=== What you should do ===
Filter the entries for the word "ClientId". Copy each line in which it occurs.

☆ ☆ ☆ ☆ ☆ ☆ ☆

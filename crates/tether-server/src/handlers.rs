//! RPC method handlers.
//!
//! Every request runs on behalf of the owner its WebSocket was opened for.
//! Sessions of other owners are reported as `NOT_FOUND`.

use std::sync::Arc;
use std::time::Instant;

use tether_core::ids::{OwnerId, SessionId, SubscriberId};
use tether_core::session::Session;
use tether_engine::orchestrator::MAX_EVENT_PAGE;
use tether_engine::{OrchestratorError, SessionOrchestrator};
use tether_telemetry::{LogQuery, SqliteLogSink};

use crate::client::ClientId;
use crate::event_bridge::EventBridge;
use crate::rpc::{self, RpcResponse};
use crate::wire;

const DEFAULT_EVENT_PAGE: u32 = 100;
const DEFAULT_LOG_PAGE: u32 = 100;
const MAX_LOG_PAGE: u32 = 500;

/// Shared state available to all RPC handlers.
pub struct HandlerState {
    pub orchestrator: Arc<dyn SessionOrchestrator>,
    pub bridge: Arc<EventBridge>,
    /// Persisted warn+ records; `None` when SQLite logging is off.
    pub logs: Option<Arc<SqliteLogSink>>,
    pub started_at: Instant,
}

impl HandlerState {
    pub fn new(orchestrator: Arc<dyn SessionOrchestrator>, bridge: Arc<EventBridge>) -> Self {
        Self {
            orchestrator,
            bridge,
            logs: None,
            started_at: Instant::now(),
        }
    }

    pub fn with_logs(mut self, logs: Option<Arc<SqliteLogSink>>) -> Self {
        self.logs = logs;
        self
    }
}

/// Who is calling.
#[derive(Clone, Debug)]
pub struct Caller {
    pub client_id: ClientId,
    pub owner_id: OwnerId,
}

type Id = Option<serde_json::Value>;

/// Dispatch an RPC method to the appropriate handler.
///
/// Normalizes camelCase params to snake_case before routing.
pub async fn dispatch(
    state: &Arc<HandlerState>,
    caller: &Caller,
    method: &str,
    params: &serde_json::Value,
    id: Id,
) -> RpcResponse {
    let params = wire::normalize_params(params);
    tracing::debug!(client_id = %caller.client_id, owner_id = %caller.owner_id, method, "rpc");

    match method {
        // Session
        "session.create" => session_create(state, caller, &params, id).await,
        "session.list" => session_list(state, caller, id),
        "session.status" | "session.get" => session_status(state, caller, &params, id),
        "session.pairingCode" => session_pairing_code(state, caller, &params, id).await,
        "session.currentCode" => session_current_code(state, caller, &params, id),
        "session.disconnect" => session_disconnect(state, caller, &params, id).await,
        "session.reconnect" => session_reconnect(state, caller, &params, id).await,
        "session.delete" => session_delete(state, caller, &params, id).await,

        // Events
        "events.list" => events_list(state, caller, &params, id),
        "events.subscribe" => events_subscribe(state, caller, &params, id),
        "events.unsubscribe" => events_unsubscribe(state, caller, &params, id),

        // Logs
        "logs.query" => logs_query(state, caller, &params, id),

        // System
        "system.ping" | "health" => health(state, id),

        _ => RpcResponse::method_not_found(id, method),
    }
}

/// Resolve the `session_id` param to a session the caller owns.
fn owned_session(
    state: &HandlerState,
    caller: &Caller,
    params: &serde_json::Value,
    id: &Id,
) -> Result<Session, RpcResponse> {
    let raw = rpc::require_str(params, "session_id")
        .map_err(|e| RpcResponse::invalid_params(id.clone(), e))?;
    let session_id = SessionId::from_raw(raw);
    let not_found = OrchestratorError::NotFound(session_id.clone());
    match state.orchestrator.get_status(&session_id) {
        Ok(session) if session.owner_id == caller.owner_id => Ok(session),
        Ok(_) => Err(RpcResponse::from_orchestrator(id.clone(), &not_found)),
        Err(e) => Err(RpcResponse::from_orchestrator(id.clone(), &e)),
    }
}

fn respond<T>(
    id: Id,
    result: Result<T, OrchestratorError>,
    to_wire: impl FnOnce(T) -> serde_json::Value,
) -> RpcResponse {
    match result {
        Ok(value) => RpcResponse::success(id, to_wire(value)),
        Err(e) => {
            tracing::debug!(error = %e, kind = e.error_kind(), "rpc call failed");
            RpcResponse::from_orchestrator(id, &e)
        }
    }
}

// ── Session ──

async fn session_create(
    state: &HandlerState,
    caller: &Caller,
    params: &serde_json::Value,
    id: Id,
) -> RpcResponse {
    let name = match rpc::require_str(params, "name") {
        Ok(n) => n,
        Err(e) => return RpcResponse::invalid_params(id, e),
    };
    let result = state
        .orchestrator
        .create_session(caller.owner_id.clone(), name)
        .await;
    respond(id, result, |s| wire::session_to_wire(&s))
}

fn session_list(state: &HandlerState, caller: &Caller, id: Id) -> RpcResponse {
    let result = state.orchestrator.list_sessions(&caller.owner_id);
    respond(id, result, |sessions| {
        let sessions: Vec<_> = sessions.iter().map(wire::session_to_wire).collect();
        serde_json::json!({ "sessions": sessions })
    })
}

fn session_status(
    state: &HandlerState,
    caller: &Caller,
    params: &serde_json::Value,
    id: Id,
) -> RpcResponse {
    match owned_session(state, caller, params, &id) {
        Ok(session) => RpcResponse::success(id, wire::session_to_wire(&session)),
        Err(resp) => resp,
    }
}

async fn session_pairing_code(
    state: &HandlerState,
    caller: &Caller,
    params: &serde_json::Value,
    id: Id,
) -> RpcResponse {
    let session = match owned_session(state, caller, params, &id) {
        Ok(s) => s,
        Err(resp) => return resp,
    };
    let result = state.orchestrator.get_pairing_code(&session.id).await;
    respond(id, result, |m| wire::pairing_to_wire(&m))
}

fn session_current_code(
    state: &HandlerState,
    caller: &Caller,
    params: &serde_json::Value,
    id: Id,
) -> RpcResponse {
    let session = match owned_session(state, caller, params, &id) {
        Ok(s) => s,
        Err(resp) => return resp,
    };
    let result = state.orchestrator.current_pairing_code(&session.id);
    respond(id, result, |m| wire::pairing_to_wire(&m))
}

async fn session_disconnect(
    state: &HandlerState,
    caller: &Caller,
    params: &serde_json::Value,
    id: Id,
) -> RpcResponse {
    let session = match owned_session(state, caller, params, &id) {
        Ok(s) => s,
        Err(resp) => return resp,
    };
    let result = state.orchestrator.disconnect(&session.id).await;
    respond(id, result, |s| wire::session_to_wire(&s))
}

async fn session_reconnect(
    state: &HandlerState,
    caller: &Caller,
    params: &serde_json::Value,
    id: Id,
) -> RpcResponse {
    let session = match owned_session(state, caller, params, &id) {
        Ok(s) => s,
        Err(resp) => return resp,
    };
    let result = state.orchestrator.reconnect(&session.id).await;
    respond(id, result, |s| wire::session_to_wire(&s))
}

async fn session_delete(
    state: &HandlerState,
    caller: &Caller,
    params: &serde_json::Value,
    id: Id,
) -> RpcResponse {
    let session = match owned_session(state, caller, params, &id) {
        Ok(s) => s,
        Err(resp) => return resp,
    };
    let result = state.orchestrator.delete_session(&session.id).await;
    respond(id, result, |()| {
        serde_json::json!({ "sessionId": session.id, "deleted": true })
    })
}

// ── Events ──

fn events_list(
    state: &HandlerState,
    caller: &Caller,
    params: &serde_json::Value,
    id: Id,
) -> RpcResponse {
    let session = match owned_session(state, caller, params, &id) {
        Ok(s) => s,
        Err(resp) => return resp,
    };
    let after = rpc::optional_i64(params, "after_sequence");
    let limit = rpc::optional_i64(params, "limit")
        .map(|l| l.clamp(1, i64::from(MAX_EVENT_PAGE)) as u32)
        .unwrap_or(DEFAULT_EVENT_PAGE);

    let result = state.orchestrator.list_events(&session.id, after, limit);
    respond(id, result, |events| {
        let has_more = events.len() as u32 == limit;
        let events: Vec<_> = events.iter().map(|e| e.to_envelope()).collect();
        serde_json::json!({ "events": events, "hasMore": has_more })
    })
}

fn events_subscribe(
    state: &HandlerState,
    caller: &Caller,
    params: &serde_json::Value,
    id: Id,
) -> RpcResponse {
    let filter = rpc::optional_str(params, "session_id").map(SessionId::from_raw);
    match state
        .orchestrator
        .subscribe(caller.owner_id.clone(), filter.clone())
    {
        Ok(subscription) => {
            let sub_id = state.bridge.attach(&caller.client_id, subscription);
            RpcResponse::success(
                id,
                serde_json::json!({ "subscriptionId": sub_id, "sessionId": filter }),
            )
        }
        Err(e) => RpcResponse::from_orchestrator(id, &e),
    }
}

fn events_unsubscribe(
    state: &HandlerState,
    caller: &Caller,
    params: &serde_json::Value,
    id: Id,
) -> RpcResponse {
    let raw = match rpc::require_str(params, "subscription_id") {
        Ok(r) => r,
        Err(e) => return RpcResponse::invalid_params(id, e),
    };
    let removed = state
        .bridge
        .detach(&caller.client_id, &SubscriberId::from_raw(raw));
    RpcResponse::success(id, serde_json::json!({ "removed": removed }))
}

// ── Logs ──

/// Persisted warn+ records tagged with the caller's owner id, newest first.
fn logs_query(
    state: &HandlerState,
    caller: &Caller,
    params: &serde_json::Value,
    id: Id,
) -> RpcResponse {
    let Some(sink) = &state.logs else {
        return RpcResponse::not_available(id, "log persistence is disabled");
    };
    let session_id = match rpc::optional_str(params, "session_id") {
        Some(_) => match owned_session(state, caller, params, &id) {
            Ok(session) => Some(session.id.to_string()),
            Err(resp) => return resp,
        },
        None => None,
    };
    let limit = rpc::optional_i64(params, "limit")
        .map(|l| l.clamp(1, i64::from(MAX_LOG_PAGE)) as u32)
        .unwrap_or(DEFAULT_LOG_PAGE);
    let query = LogQuery {
        level: rpc::optional_str(params, "level").map(str::to_uppercase),
        target: rpc::optional_str(params, "target").map(String::from),
        session_id,
        owner_id: Some(caller.owner_id.to_string()),
        since: rpc::optional_str(params, "since").map(String::from),
        limit: Some(limit),
    };

    match sink.query(&query) {
        Ok(records) => RpcResponse::success(id, serde_json::json!({ "logs": records })),
        Err(e) => RpcResponse::internal_error(id, format!("log query failed: {e}")),
    }
}

// ── System ──

fn health(state: &HandlerState, id: Id) -> RpcResponse {
    RpcResponse::success(id, health_report(state))
}

pub fn health_report(state: &HandlerState) -> serde_json::Value {
    let persisted_logs = state.logs.as_ref().and_then(|sink| sink.count().ok());
    serde_json::json!({
        "status": "healthy",
        "uptimeSecs": state.started_at.elapsed().as_secs(),
        "stats": state.orchestrator.stats(),
        "bridgedSubscriptions": state.bridge.active_count(),
        "persistedLogs": persisted_logs,
    })
}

☆ ☆ ☆ ☆ ☆ ☆ ☆

=== Response to the task ===
use crate::client::ClientId;
    pub client_id: ClientId,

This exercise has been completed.